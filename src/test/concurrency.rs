//! Races against a file-backed database, where every pooled connection is a
//! separate SQLite connection contending for the write lock.

use std::sync::{Arc, Barrier};

use rand::SeedableRng;
use rand_chacha::ChaCha8Rng;

use crate::{
    config::run_migrations,
    error::RegistrationError,
    state::{DbPool, build_pool},
    teams::{
        NewTeam, TEAM_CAPACITY,
        code::TeamCode,
        registry::{create_team, join_team, list_roster, member_count},
    },
    test::register_participant,
};

fn file_pool(dir: &tempfile::TempDir) -> DbPool {
    let path = dir.path().join("portal.db");
    let pool = build_pool(path.to_str().unwrap()).unwrap();
    run_migrations(&pool).unwrap();
    pool
}

/// Runs `f(i)` for each `i` in `0..n` on its own blocking thread, all
/// released at once, each with its own pooled connection.
async fn race<T, F>(pool: &DbPool, n: usize, f: F) -> Vec<T>
where
    T: Send + 'static,
    F: Fn(usize, &mut diesel::SqliteConnection) -> T + Send + Sync + 'static,
{
    let barrier = Arc::new(Barrier::new(n));
    let f = Arc::new(f);

    let tasks = (0..n).map(|i| {
        let pool = pool.clone();
        let barrier = barrier.clone();
        let f = f.clone();
        tokio::task::spawn_blocking(move || {
            let mut conn = pool.get().unwrap();
            barrier.wait();
            (*f)(i, &mut *conn)
        })
    });

    futures::future::join_all(tasks)
        .await
        .into_iter()
        .map(|res| res.unwrap())
        .collect()
}

#[tokio::test(flavor = "multi_thread", worker_threads = 4)]
async fn simultaneous_joins_never_overfill_a_team() {
    let dir = tempfile::tempdir().unwrap();
    let pool = file_pool(&dir);

    let (team, joiners) = {
        let mut conn = pool.get().unwrap();
        let leader = register_participant(&mut conn, "Ada");
        let team = create_team(
            &mut conn,
            &mut ChaCha8Rng::seed_from_u64(3),
            &leader,
            &NewTeam::new("Overfitters", "SFU").unwrap(),
        )
        .unwrap();
        let grace = register_participant(&mut conn, "Grace");
        let code = TeamCode::parse(&team.code).unwrap();
        join_team(&mut conn, &grace, &code).unwrap();

        let joiners = ["Alan", "Edsger", "Barbara", "Donald", "Frances", "John"]
            .map(|name| register_participant(&mut conn, name));
        (team, joiners)
    };

    let code = TeamCode::parse(&team.code).unwrap();
    let outcomes = race(&pool, joiners.len(), move |i, conn| {
        join_team(conn, &joiners[i], &code)
    })
    .await;

    let joined = outcomes.iter().filter(|r| r.is_ok()).count();
    let full = outcomes
        .iter()
        .filter(|r| matches!(r, Err(RegistrationError::TeamFull)))
        .count();
    assert_eq!(joined, 2, "{outcomes:?}");
    assert_eq!(full, 4, "{outcomes:?}");

    let mut conn = pool.get().unwrap();
    assert_eq!(member_count(&team.id, &mut conn).unwrap(), TEAM_CAPACITY);
    assert_eq!(list_roster(&team.id, &mut conn).unwrap().len(), 4);
}

#[tokio::test(flavor = "multi_thread", worker_threads = 4)]
async fn one_participant_racing_into_two_teams_lands_in_one() {
    let dir = tempfile::tempdir().unwrap();
    let pool = file_pool(&dir);

    let (codes, barbara) = {
        let mut conn = pool.get().unwrap();
        let codes = ["Ada", "Grace"].map(|leader| {
            let id = register_participant(&mut conn, leader);
            let team = create_team(
                &mut conn,
                &mut ChaCha8Rng::from_os_rng(),
                &id,
                &NewTeam::new(leader, "SFU").unwrap(),
            )
            .unwrap();
            TeamCode::parse(&team.code).unwrap()
        });
        (codes, register_participant(&mut conn, "Barbara"))
    };

    let outcomes = race(&pool, codes.len(), move |i, conn| {
        join_team(conn, &barbara, &codes[i])
    })
    .await;

    assert_eq!(outcomes.iter().filter(|r| r.is_ok()).count(), 1);
    assert!(
        outcomes
            .iter()
            .any(|r| matches!(r, Err(RegistrationError::AlreadyOnTeam))),
        "{outcomes:?}"
    );
}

※

* DIRECTIONS FOR THIS TASK:
The entries are to be retyped in full, with no alteration.

* REPLY TO THE EXERCISE:
filename src/test/concurrency.rs
//! Races against a file-backed database, where every pooled connection is a
//! separate SQLite connection contending for the write lock.

use std::sync::{Arc, Barrier};

use rand::SeedableRng;
use rand_chacha::ChaCha8Rng;

use crate::{
    config::run_migrations,
    error::RegistrationError,
    state::{DbPool, build_pool},
    teams::{
        NewTeam, TEAM_CAPACITY,
        code::TeamCode,
        registry::{create_team, join_team, list_roster, member_count},
    },
    test::register_participant,
};

fn file_pool(dir: &tempfile::TempDir) -> DbPool {
    let path = dir.path().join("portal.db");
    let pool = build_pool(path.to_str().unwrap()).unwrap();
    run_migrations(&pool).unwrap();
    pool
}

/// Runs `f(i)` for each `i` in `0..n` on its own blocking thread, all
/// released at once, each with its own pooled connection.
async fn race<T, F>(pool: &DbPool, n: usize, f: F) -> Vec<T>
where
    T: Send + 'static,
    F: Fn(usize, &mut diesel::SqliteConnection) -> T + Send + Sync + 'static,
{
    let barrier = Arc::new(Barrier::new(n));
    let f = Arc::new(f);

    let tasks = (0..n).map(|i| {
        let pool = pool.clone();
        let barrier = barrier.clone();
        let f = f.clone();
        tokio::task::spawn_blocking(move || {
            let mut conn = pool.get().unwrap();
            barrier.wait();
            (*f)(i, &mut *conn)
        })
    });

    futures::future::join_all(tasks)
        .await
        .into_iter()
        .map(|res| res.unwrap())
        .collect()
}

#[tokio::test(flavor = "multi_thread", worker_threads = 4)]
async fn simultaneous_joins_never_overfill_a_team() {
    let dir = tempfile::tempdir().unwrap();
    let pool = file_pool(&dir);

    let (team, joiners) = {
        let mut conn = pool.get().unwrap();
        let leader = register_participant(&mut conn, "Ada");
        let team = create_team(
            &mut conn,
            &mut ChaCha8Rng::seed_from_u64(3),
            &leader,
            &NewTeam::new("Overfitters", "SFU").unwrap(),
        )
        .unwrap();
        let grace = register_participant(&mut conn, "Grace");
        let code = TeamCode::parse(&team.code).unwrap();
        join_team(&mut conn, &grace, &code).unwrap();

        let joiners = ["Alan", "Edsger", "Barbara", "Donald", "Frances", "John"]
            .map(|name| register_participant(&mut conn, name));
        (team, joiners)
    };

    let code = TeamCode::parse(&team.code).unwrap();
    let outcomes = race(&pool, joiners.len(), move |i, conn| {
        join_team(conn, &joiners[i], &code)
    })
    .await;

    let joined = outcomes.iter().filter(|r| r.is_ok()).count();
    let full = outcomes
        .iter()
        .filter(|r| matches!(r, Err(RegistrationError::TeamFull)))
        .count();
    assert_eq!(joined, 2, "{outcomes:?}");
    assert_eq!(full, 4, "{outcomes:?}");

    let mut conn = pool.get().unwrap();
    assert_eq!(member_count(&team.id, &mut conn).unwrap(), TEAM_CAPACITY);
    assert_eq!(list_roster(&team.id, &mut conn).unwrap().len(), 4);
}

#[tokio::test(flavor = "multi_thread", worker_threads = 4)]
async fn one_participant_racing_into_two_teams_lands_in_one() {
    let dir = tempfile::tempdir().unwrap();
    let pool = file_pool(&dir);

    let (codes, barbara) = {
        let mut conn = pool.get().unwrap();
        let codes = ["Ada", "Grace"].map(|leader| {
            let id = register_participant(&mut conn, leader);
            let team = create_team(
                &mut conn,
                &mut ChaCha8Rng::from_os_rng(),
                &id,
                &NewTeam::new(leader, "SFU").unwrap(),
            )
            .unwrap();
            TeamCode::parse(&team.code).unwrap()
        });
        (codes, register_participant(&mut conn, "Barbara"))
    };

    let outcomes = race(&pool, codes.len(), move |i, conn| {
        join_team(conn, &barbara, &codes[i])
    })
    .await;

    assert_eq!(outcomes.iter().filter(|r| r.is_ok()).count(), 1);
    assert!(
        outcomes
            .iter()
            .any(|r| matches!(r, Err(RegistrationError::AlreadyOnTeam))),
        "{outcomes:?}"
    );
}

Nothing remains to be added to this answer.